Getting started in Big Data for Master’s students

Following our Big Data Europe (BDE) project activities, we organized a webinar about Apache Flink and its usage inside the project. We were pleased to host one of the most relevant people to the topic: Kostaks Tsoumas, CEO of dataArtisans (the company driving the development of Flink). We received among the questions at the end one that triggered my thinking and kept me busy meditating several days on. It was a broad question but a very valid one: “what are the must-do things for master degree students who start their career in big data technologies?“.

Before diving in, I’d like to put things in context. I’m in the time of writing these lines, a more than two years PhD student/researcher with a close relation to the industry, via a number of projects and partnerships I make part of or have close ear to. As being such, looking underneath the hoods of things is the principle of my job. I have been working on Big Data topics since five years now—on almost a daily basis— alternating between coding and reading scientific and technical material about Big Data and Data Management in general.

Note: although the advise given below are primarily addressed to Master’s students, they can still benefit anyone approaching the topic of Big Data for the first time.

Having that out of the way, let’s get into our topic.

1. Big Data is not a separate field of study.

In my opinion, the biggest confusion among new comers or curious folks is thinking that Big Data is a separate field of study to specialize in. I arguably say that it is ‘not’. It is not a field you can major in or Data Mining instead. That would be comparing apples to some type of soil. The way I perceive Big Data is that it’s a ‘way of thinking’ about topics dealing with data that lives under certain circumstances. The definition of those circumstances is what commonly people use to define Big Data.

Big Data covers the situations faced when traditional techniques and technologies fail to keep a data-based system functional. Those situations are: (1) data grows beyond the processing ability of the system, (2) data streams-in in a high pace overwhelming the ingestion capability of the system (3) data metamorphoses to many forms and types making the system incrementally too complex to build for even simple tasks. Respectively, those are called Volume, Velocity and Variety, or 3’V dimensions following Gartner’s “Deja VVVu” proposal.

That said, Big Data can be horizontal to lots of fields, including but not limited to: databases, information retrieval, machine learning, text mining, image processing, natural language processing, industry 4.0, etc. when there is data to be processed.

2. Big Data is Data Management in the back.

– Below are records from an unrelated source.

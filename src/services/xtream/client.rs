//! Xtream Codes API Client
//!
//! HTTP client for the Xtream Codes Player API v2 plus the pure URL builders
//! for playback, playlist and XMLTV endpoints.

use super::types::*;
use async_trait::async_trait;
use reqwest::Client;
use serde::de::DeserializeOwned;
use std::time::Duration;
use thiserror::Error;
use tracing::{debug, error};

/// Server URL plus decrypted login for one upstream account
///
/// Holds plaintext secrets: `Debug` is redacted and the type is never
/// serialized.
#[derive(Clone)]
pub struct XtreamCredentials {
    /// Server base URL (e.g., "http://example.com:8080")
    pub server: String,
    pub username: String,
    pub password: String,
}

impl std::fmt::Debug for XtreamCredentials {
    fn fmt(&self, f: &mut std::fmt::Formatter<'_>) -> std::fmt::Result {
        f.debug_struct("XtreamCredentials")
            .field("server", &"[REDACTED]")
            .field("username", &crate::services::crypto::mask(&self.username))
            .field("password", &"[REDACTED]")
            .finish()
    }
}

impl XtreamCredentials {
    pub fn new(server: &str, username: &str, password: &str) -> Self {
        Self {
            server: server.trim().trim_end_matches('/').to_string(),
            username: username.to_string(),
            password: password.to_string(),
        }
    }

    /// Build the player_api.php base URL
    pub fn api_url(&self) -> String {
        format!(
            "{}/player_api.php?username={}&password={}",
            self.server, self.username, self.password
        )
    }

    /// Build playback URL for a live stream with the given container extension
    pub fn stream_url(&self, stream_id: &str, extension: &str) -> String {
        format!(
            "{}/live/{}/{}/{}.{}",
            self.server, self.username, self.password, stream_id, extension
        )
    }

    /// Build HLS playback URL for a live stream
    pub fn hls_url(&self, stream_id: &str) -> String {
        self.stream_url(stream_id, "m3u8")
    }

    /// Build the full M3U playlist URL
    pub fn m3u_url(&self) -> String {
        format!(
            "{}/get.php?username={}&password={}&type=m3u_plus&output=ts",
            self.server, self.username, self.password
        )
    }

    /// Build EPG XML URL
    pub fn xmltv_url(&self) -> String {
        format!(
            "{}/xmltv.php?username={}&password={}",
            self.server, self.username, self.password
        )
    }
}

/// Calls the Upstream Client needs from an Xtream panel
#[async_trait]
pub trait XtreamApi: Send + Sync {
    /// Get authentication info (user_info + server_info)
    async fn get_auth(&self) -> Result<XtreamAuthResponse, XtreamError>;

    /// Get live stream categories
    async fn get_live_categories(&self) -> Result<Vec<XtreamCategory>, XtreamError>;

    /// Get all live streams (names of categories are not included)
    async fn get_live_streams(&self) -> Result<Vec<XtreamLiveStream>, XtreamError>;

    /// Get short EPG for a stream (next few programmes)
    async fn get_short_epg(
        &self,
        stream_id: &str,
        limit: Option<u32>,
    ) -> Result<XtreamEpgListings, XtreamError>;

    /// Get the full EPG table for a stream
    async fn get_simple_data_table(&self, stream_id: &str)
        -> Result<XtreamEpgListings, XtreamError>;
}

/// Xtream API Client
pub struct XtreamClient {
    http: Client,
    base_url: String,
    user_agent: String,
}

impl XtreamClient {
    /// Create a new Xtream client
    pub fn new(
        creds: &XtreamCredentials,
        timeout: Duration,
        user_agent: &str,
    ) -> Result<Self, XtreamError> {
        let http = Client::builder()
            .timeout(timeout)
            .danger_accept_invalid_certs(true) // Many Xtream servers have self-signed certs
            .build()
            .map_err(|e| XtreamError::Network(format!("Failed to create HTTP client: {}", e)))?;

        Ok(Self {
            http,
            base_url: creds.api_url(),
            user_agent: user_agent.to_string(),
        })
    }

    /// Make a GET request with optional action parameter
    async fn get<T: DeserializeOwned>(&self, action: &str) -> Result<T, XtreamError> {
        let url = if action.is_empty() {
            self.base_url.clone()
        } else {
            format!("{}&action={}", self.base_url, action)
        };

        debug!("Xtream API request: {}", if action.is_empty() { "auth" } else { action });

        let response = self
            .http
            .get(&url)
            .header("User-Agent", &self.user_agent)
            .send()
            .await
            .map_err(|e| {
                if e.is_timeout() {
                    XtreamError::Timeout
                } else {
                    XtreamError::Network(e.without_url().to_string())
                }
            })?;

        let status = response.status();
        if status == reqwest::StatusCode::UNAUTHORIZED || status == reqwest::StatusCode::FORBIDDEN {
            return Err(XtreamError::Unauthorized(format!("HTTP {}", status.as_u16())));
        }
        if !status.is_success() {
            return Err(XtreamError::Http(status.as_u16()));
        }

        let text = response.text().await.map_err(|e| {
            if e.is_timeout() {
                XtreamError::Timeout
            } else {
                XtreamError::Network(e.without_url().to_string())
            }
        })?;

        // Some servers return HTML error pages instead of JSON
        if text.trim_start().starts_with('<') {
            return Err(XtreamError::Unauthorized(
                "Server returned HTML instead of JSON".to_string(),
            ));
        }

        // Handle empty responses (some endpoints return empty for no results)
        if text.is_empty() || text == "null" {
            return Err(XtreamError::EmptyResponse);
        }

        serde_json::from_str(&text).map_err(|e| {
            error!(
                "Failed to parse Xtream response for action '{}': {}",
                action, e
            );
            XtreamError::Parse(e.to_string())
        })
    }
}

#[async_trait]
impl XtreamApi for XtreamClient {
    async fn get_auth(&self) -> Result<XtreamAuthResponse, XtreamError> {
        let auth: XtreamAuthResponse = self.get("").await?;
        if !auth.user_info.auth && !auth.user_info.is_active() {
            return Err(XtreamError::Unauthorized("Invalid credentials".to_string()));
        }
        Ok(auth)
    }

    async fn get_live_categories(&self) -> Result<Vec<XtreamCategory>, XtreamError> {
        match self.get("get_live_categories").await {
            Err(XtreamError::EmptyResponse) => Ok(Vec::new()),
            other => other,
        }
    }

    async fn get_live_streams(&self) -> Result<Vec<XtreamLiveStream>, XtreamError> {
        match self.get("get_live_streams").await {
            Err(XtreamError::EmptyResponse) => Ok(Vec::new()),
            other => other,
        }
    }

    async fn get_short_epg(
        &self,
        stream_id: &str,
        limit: Option<u32>,
    ) -> Result<XtreamEpgListings, XtreamError> {
        let mut action = format!("get_short_epg&stream_id={}", stream_id);
        if let Some(l) = limit {
            action.push_str(&format!("&limit={}", l));
        }
        match self.get(&action).await {
            Err(XtreamError::EmptyResponse) => Ok(XtreamEpgListings::default()),
            other => other,
        }
    }

    async fn get_simple_data_table(
        &self,
        stream_id: &str,
    ) -> Result<XtreamEpgListings, XtreamError> {
        match self
            .get(&format!("get_simple_data_table&stream_id={}", stream_id))
            .await
        {
            Err(XtreamError::EmptyResponse) => Ok(XtreamEpgListings::default()),
            other => other,
        }
    }
}

/// Xtream API Error types
#[derive(Debug, Error)]
pub enum XtreamError {
    /// Network/connection error
    #[error("Network error: {0}")]
    Network(String),
    /// Request exceeded its deadline
    #[error("Request timed out")]
    Timeout,
    /// Credentials rejected by the panel
    #[error("Unauthorized: {0}")]
    Unauthorized(String),
    /// HTTP error (non-2xx status)
    #[error("HTTP error: {0}")]
    Http(u16),
    /// JSON parsing error
    #[error("Parse error: {0}")]
    Parse(String),
    /// Empty response from server
    #[error("Empty response")]
    EmptyResponse,
}

#[cfg(test)]
mod tests {
    use super::*;

    fn creds() -> XtreamCredentials {
        XtreamCredentials::new("http://example.com:8080/", "user", "pass")
    }

    #[test]
    fn test_client_url_construction() {
        let client = XtreamClient::new(&creds(), Duration::from_secs(5), "test").unwrap();
        assert!(client
            .base_url
            .starts_with("http://example.com:8080/player_api.php"));
        assert!(client.base_url.contains("username=user"));
        assert!(client.base_url.contains("password=pass"));
        // Should not have double slash
        assert!(!client.base_url.contains("//player_api"));
    }

    #[test]
    fn test_credentials_url_builders() {
        let creds = creds();

        assert_eq!(
            creds.stream_url("123", "ts"),
            "http://example.com:8080/live/user/pass/123.ts"
        );
        assert_eq!(
            creds.hls_url("123"),
            "http://example.com:8080/live/user/pass/123.m3u8"
        );
        assert_eq!(
            creds.m3u_url(),
            "http://example.com:8080/get.php?username=user&password=pass&type=m3u_plus&output=ts"
        );
        assert_eq!(
            creds.xmltv_url(),
            "http://example.com:8080/xmltv.php?username=user&password=pass"
        );
    }

    #[test]
    fn test_credentials_debug_is_redacted() {
        let rendered = format!("{:?}", XtreamCredentials::new("http://s", "someuser", "secret"));
        assert!(!rendered.contains("secret"));
        assert!(!rendered.contains("someuser"));
        assert!(rendered.contains("****user"));
    }
}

Now, it must become clear that Big Data has pretty much Data Management as a backbone. Hence, a master student has to have background in Data Management pre-packed already. Otherwise, taking Data Management class is mandatory. What we are particularly interested in are how data is conceptually modeled, physically stored, cross-formats and -languages accessed. What I more precisely recommend are the following sub-topics:
– Relational algebra and database, ACID properties.
– SQL query language with a particular focus on join and aggregation types.
– NOSQL, CAP theorem, BASE properties.
– Sliding window real-time processing.
– Batch vs. stream vs. interactive processing.

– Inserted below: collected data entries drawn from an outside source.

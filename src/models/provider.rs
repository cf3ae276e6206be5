use chrono::{DateTime, Utc};
use serde::{Deserialize, Serialize};

/// Upstream protocol spoken by a provider
#[derive(Debug, Clone, Copy, PartialEq, Eq, Serialize, Deserialize)]
#[serde(rename_all = "lowercase")]
pub enum ProtocolKind {
    Xtream,
    M3u,
}

impl std::fmt::Display for ProtocolKind {
    fn fmt(&self, f: &mut std::fmt::Formatter<'_>) -> std::fmt::Result {
        match self {
            ProtocolKind::Xtream => write!(f, "xtream"),
            ProtocolKind::M3u => write!(f, "m3u"),
        }
    }
}

impl std::str::FromStr for ProtocolKind {
    type Err = String;

    fn from_str(s: &str) -> Result<Self, Self::Err> {
        match s.to_lowercase().as_str() {
            "xtream" => Ok(ProtocolKind::Xtream),
            "m3u" => Ok(ProtocolKind::M3u),
            other => Err(format!("Unknown protocol kind: {}", other)),
        }
    }
}

/// Health as last observed by the provider health monitor
#[derive(Debug, Clone, Copy, PartialEq, Eq, Serialize, Deserialize, Default)]
#[serde(rename_all = "lowercase")]
pub enum HealthStatus {
    Healthy,
    Degraded,
    Unhealthy,
    #[default]
    Unknown,
}

impl std::fmt::Display for HealthStatus {
    fn fmt(&self, f: &mut std::fmt::Formatter<'_>) -> std::fmt::Result {
        match self {
            HealthStatus::Healthy => write!(f, "healthy"),
            HealthStatus::Degraded => write!(f, "degraded"),
            HealthStatus::Unhealthy => write!(f, "unhealthy"),
            HealthStatus::Unknown => write!(f, "unknown"),
        }
    }
}

impl HealthStatus {
    /// Lenient parse for values read back from the database
    pub fn parse(s: &str) -> Self {
        match s.to_lowercase().as_str() {
            "healthy" => HealthStatus::Healthy,
            "degraded" => HealthStatus::Degraded,
            "unhealthy" => HealthStatus::Unhealthy,
            _ => HealthStatus::Unknown,
        }
    }
}

/// A content source. `base_url` is stored encrypted.
#[derive(Debug, Clone, Serialize)]
#[serde(rename_all = "camelCase")]
pub struct Provider {
    pub id: i64,
    pub name: String,
    pub kind: ProtocolKind,
    #[serde(skip_serializing)]
    pub base_url: String,
    pub is_active: bool,
    pub health_status: HealthStatus,
    pub last_health_check: Option<DateTime<Utc>>,
}

/// Insert/update payload for a provider (`base_url` already encrypted)
#[derive(Debug, Clone)]
pub struct NewProvider {
    pub name: String,
    pub kind: ProtocolKind,
    pub base_url: String,
    pub is_active: bool,
}

/// A login under a provider. `username`/`password`/`server_url` are stored
/// encrypted; `server_url` is only set for legacy standalone credentials.
#[derive(Debug, Clone, Serialize)]
#[serde(rename_all = "camelCase")]
pub struct Credential {
    pub id: i64,
    pub provider_id: Option<i64>,
    #[serde(skip_serializing)]
    pub server_url: Option<String>,
    #[serde(skip_serializing)]
    pub username: String,
    #[serde(skip_serializing)]
    pub password: String,
    pub max_connections: i32,
    pub is_active: bool,
    pub health_status: HealthStatus,
}

/// Insert/update payload for a credential (secrets already encrypted)
#[derive(Debug, Clone)]
pub struct NewCredential {
    pub provider_id: Option<i64>,
    pub server_url: Option<String>,
    pub username: String,
    pub password: String,
    pub max_connections: i32,
    pub is_active: bool,
}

I believe that most Computer Science Master’s curriculum have at least one module on Data Management or Databases, so complement as necessary.

3. Think big, distributed.

I’ve met a lot of people starting on Big Data domain missing one of the main points behind the emergence of Big Data and one of its substantial properties. Put simply, because of the wide availability of commodity low-cost machinery, both huge volumes of data and/or complex computations were moved to clusters of several machines, in order to save both on both cost and time at once. The way I personally grasped those concepts was principally through learning MapReduce, and practicing with Apache Hadoop MapReduce (parallel computation) and Hadoop HDFS (distributed storage). I highly recommend anyone to follow the same path, and guarantee you to get a sense of what distributed computing is, in a very easy and nice way. I just advise though to substitute Hadoop MapReduce with Apache Spark, which hadn’t existed back then.

4. Adopt an “Optimizer” way of thinking.

By now, the student must have the backpack filled to begin their Big Data journey. In addition to the technical and scientific advise I gave so far, I conclude the list with an essential abstract one. If I were to hire a Big Data hat, I would require that they have a spirit of an Optimizer, before that of autonomous, collaborative, or ambitious.

We are living in an era whose coins are time units. Providing a code that just “works” becomes part of the history once you step-in in this world. What starts to matter here is how fast your application finishes the task, and how much output this application is able to produce in a given time interval. An optimizer is then a person who looks carefully to find that unnecessary or reducible if-else block, costing the application to last couple of seconds more.

Bonus…

Whether Master’s student’s target is to pursue an academic or a professional career, the four principles I provided above must give a solid ground to start an exciting adventure in the wild of Big Data. I give as bonus some extra orientation based on their target.

If your dreams drive you to the industry, then I recommend that you pick a few Big Data tools and master them. A lot of learning options are at your disposal: limitless tutorials are meanwhile available online, increasingly many high-quality MOOC are offered by renowned universities and institutions. Specialization is key, the landscape of Big Data technologies is booming, mastering even a small fraction is challenging (hint: see what the market is demanding and what looks like going to be a hit. Job offers in platforms like LinkedIn and Xing, Google Trends, GitHub statistics—for open-source tools—will help).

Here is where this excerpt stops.